While Peter was teaching at CMC the Jeschofnigs decided to develop and found the Hands-On Labs, Inc., and the Institute for Excellence in Distance Science Education. (2011, xvii inside) The Hand-On Labs produce over one hundred various LabPaqs for different online science courses. Both Peter and Linda are frontrunners in the innovation and development of online science education because they believe “…that every aspect of modern life stems from scientific advancement…the future of our country and the world requires a more scientific-literate population.” (2011, ix inside)
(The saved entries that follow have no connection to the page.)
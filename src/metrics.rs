//! Prometheus counters for ingress and delivery outcomes.

use lazy_static::lazy_static;
use prometheus::{
    Encoder, HistogramVec, IntCounterVec, TextEncoder, register_histogram_vec,
    register_int_counter_vec,
};

use crate::models::status::Channel;

const METRIC_PREFIX: &str = "notification_relay";

lazy_static! {
    /// Ingress submissions by outcome (accepted, rejected, error)
    pub static ref REQUESTS_TOTAL: IntCounterVec = register_int_counter_vec!(
        format!("{}_requests_total", METRIC_PREFIX),
        "Notification requests received by the gateway",
        &["outcome"]
    )
    .unwrap();

    /// Worker outcomes per channel
    pub static ref DELIVERIES_TOTAL: IntCounterVec = register_int_counter_vec!(
        format!("{}_deliveries_total", METRIC_PREFIX),
        "Delivery task outcomes",
        &["channel", "outcome"]
    )
    .unwrap();

    pub static ref STATUS_FALLBACK_MATCHES_TOTAL: IntCounterVec = register_int_counter_vec!(
        format!("{}_status_fallback_matches_total", METRIC_PREFIX),
        "Status updates resolved by content match because the task carried no id",
        &["channel"]
    )
    .unwrap();

    pub static ref SEND_DURATION_SECONDS: HistogramVec = register_histogram_vec!(
        format!("{}_send_duration_seconds", METRIC_PREFIX),
        "Latency of the external send call",
        &["channel"],
        vec![0.05, 0.1, 0.25, 0.5, 1.0, 2.5, 5.0, 10.0]
    )
    .unwrap();
}

pub fn record_request(outcome: &str) {
    REQUESTS_TOTAL.with_label_values(&[outcome]).inc();
}

pub fn record_delivery(channel: Channel, outcome: &str) {
    DELIVERIES_TOTAL
        .with_label_values(&[channel.as_str(), outcome])
        .inc();
}

pub fn record_fallback_match(channel: Channel) {
    STATUS_FALLBACK_MATCHES_TOTAL
        .with_label_values(&[channel.as_str()])
        .inc();
}

pub fn observe_send_duration(channel: Channel, seconds: f64) {
    SEND_DURATION_SECONDS
        .with_label_values(&[channel.as_str()])
        .observe(seconds);
}

/// Encode every registered metric in the text exposition format.
pub fn encode_metrics() -> Result<String, prometheus::Error> {
    let encoder = TextEncoder::new();
    let metric_families = prometheus::gather();
    let mut buffer = Vec::new();
    encoder.encode(&metric_families, &mut buffer)?;
    String::from_utf8(buffer).map_err(|e| prometheus::Error::Msg(e.to_string()))
}

#[cfg(test)]
mod tests {
    use super::*;

    #[test]
    fn encodes_recorded_delivery_outcomes() {
        record_delivery(Channel::Email, "sent");
        record_fallback_match(Channel::Email);

        let output = encode_metrics().unwrap();

        assert!(output.contains(r#"notification_relay_deliveries_total{channel="email",outcome="sent"}"#));
        assert!(output.contains(r#"notification_relay_status_fallback_matches_total{channel="email"}"#));
    }
}
use serde::Deserialize;
use serde_json::Value as JsonValue;

/// Body of `POST /send`. Every field is optional here so validation can
/// report exactly what is missing.
#[derive(Debug, Clone, Default, Deserialize)]
pub struct SendRequest {
    #[serde(default, alias = "type")]
    pub channel: Option<String>,

    #[serde(default)]
    pub recipient: Option<String>,

    #[serde(default, alias = "message")]
    pub body: Option<String>,

    #[serde(default, alias = "meta")]
    pub metadata: Option<JsonValue>,
}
Science teaches a number of critical skillsets that students need to master effectively and efficiently to navigate the workplace. The authors state that “…experiential science activities teach solid problem-solving and decision-making skills.” (2011, p.2) Science has been one of the laggards in the pursuit of developing online courses for the real world. The Jeschfonigs have changed the dynamics of that equation in positive ways proving that science can be effectively taught online v. in the traditional classroom. As a matter of fact, their experience has led them to conclude that “…experiential learning tends to create more profound and longer-lasting knowledge of subject matter than didactic learning. Direct participation in a learning activity, in contrast to passively observing or listening to information, makes the learning personal and paves the way for deeper, more genuine, and longer-lasting comprehension. Science also deals with change---the causes and effects of change.” (p.5)
On the topic of lab structure the authors state, “…the laboratory component of a lab science course should be structured in a way that allows students to gain significant personal familiarity with experimental procedures and processes, as well as opportunities to participate in designing experiments.” (2011, p.7) And, “…students should come to appreciate the importance of direct observation of science phenomena and learn to distinguish between inferences based on theory and outcomes of experiments.” Furthermore, “…students must take responsibility for their own learning.” It is important to note that, “Through active engagement with the subject matter, it becomes more personally relevant and interesting to the students.” (p.10)
There is no doubt that the direction of higher education is the flexibility of pursuing it online and at one’s own pace. As a matter of fact, the authors hypothecate “…that 3.9 million students took at least one online course during the fall 2007 semester.” (2011, p.12) and that “…higher education students are choosing online courses at ten times the rate they are choosing campus-based courses.” This means that educational facilities that are not currently offering an array of online courses may soon find themselves without students. Online courses are better learning forums because “…asynchronistic communication forces improvement in the long-term memories and focusing abilities of the communicators.” (p.18)
The authors present tips for educators on how best to structure their online learning courses and how best to engage their student populace in these courses. I am a graduate of an online university and can attest to their value and significance in the reinforcement of learning and retention of materials learned, as well as the benefits of concise and correct verbiage to convey our thoughts and feelings about any given topic. Personally, I believe that the future of higher, and perhaps primary/post-secondary, education too, is moving toward the virtual classroom. These formats teach valuable written and spoken communication skills that many brick and mortar institutions cannot possibly keep pace with.
I highly recommend this book for any and all persons or institutions that are contemplating or constructing their online course curricula, particularly those with lab science courses that have previously been taught only in the classroom. This book is revealing and point on with its assessment of how best practices can improve the educational pursuits of all persons involved in this online process.